**YOUR ASSIGNMENT**
Report each line of the records where "self" occurs.

**Collected data**
================================
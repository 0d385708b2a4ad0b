//! TOML configuration file loading.
use serde::de::DeserializeOwned;
use std::path::Path;

use crate::error::ConfigError;

/// Load and deserialize a TOML file.
///
/// A missing file deserializes as empty TOML, so callers get their type's
/// empty value instead of an error.
///
/// # Errors
///
/// Returns [`ConfigError::Io`] if the file exists but cannot be read and
/// [`ConfigError::InvalidSyntax`] if it does not parse into `T`.
pub fn load_config<T: DeserializeOwned>(path: &Path) -> Result<T, ConfigError> {
    let content = if path.exists() {
        std::fs::read_to_string(path).map_err(|source| ConfigError::Io {
            path: path.display().to_string(),
            source,
        })?
    } else {
        String::new()
    };

    toml::from_str(&content).map_err(|e| ConfigError::InvalidSyntax {
        file: path.display().to_string(),
        message: e.message().to_string(),
    })
}
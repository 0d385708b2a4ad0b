use anyhow::Result;

use super::{Context, Task, TaskResult};
use crate::operations;
use crate::resources::ResourceChange;

/// Install the certbot package.
#[derive(Debug)]
pub struct ProvisionCertbot;

impl Task for ProvisionCertbot {
    fn name(&self) -> &'static str {
        "Provision certbot"
    }

    fn should_run(&self, _ctx: &Context) -> bool {
        true
    }

    fn is_prerequisite(&self) -> bool {
        true
    }

    fn run(&self, ctx: &Context) -> Result<TaskResult> {
        Ok(match operations::provision(ctx)? {
            ResourceChange::Applied => TaskResult::Ok,
            ResourceChange::AlreadyCorrect => {
                TaskResult::Skipped("certbot already installed".to_string())
            }
            ResourceChange::DryRun => TaskResult::DryRun,
        })
    }
}
use std::sync::Arc;

use anyhow::Result;
use clap::{CommandFactory, Parser};

use certbot_deploy::cli::{Cli, Command};
use certbot_deploy::commands;
use certbot_deploy::logging::{self, Logger};

fn main() -> Result<()> {
    let _ = enable_ansi_support::enable_ansi_support();
    let args = Cli::parse();

    match args.command {
        Command::Completions { shell } => {
            clap_complete::generate(
                shell,
                &mut Cli::command(),
                "certbot-deploy",
                &mut std::io::stdout(),
            );
            return Ok(());
        }
        Command::Version => {
            commands::version::run();
            return Ok(());
        }
        _ => {}
    }

    let name = args.command.name();
    logging::init_subscriber(args.verbose, name);
    let log = Arc::new(Logger::new(name));

    match &args.command {
        Command::Provision => commands::provision::run(&args.global, &log),
        Command::Certonly(opts) => commands::certonly::run(&args.global, opts, &log),
        Command::Delete(opts) => commands::delete::run(&args.global, opts, &log),
        Command::Certificates(opts) => commands::certificates::run(&args.global, opts, &log),
        Command::Apply(opts) => commands::apply::run(&args.global, opts, &log),
        Command::Completions { .. } | Command::Version => Ok(()),
    }
}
================================
**FINAL ANSWER**
    fn name(&self) -> &'static str {
    fn should_run(&self, _ctx: &Context) -> bool {
    fn is_prerequisite(&self) -> bool {
    fn run(&self, ctx: &Context) -> Result<TaskResult> {
use certbot_deploy::logging::{self, Logger};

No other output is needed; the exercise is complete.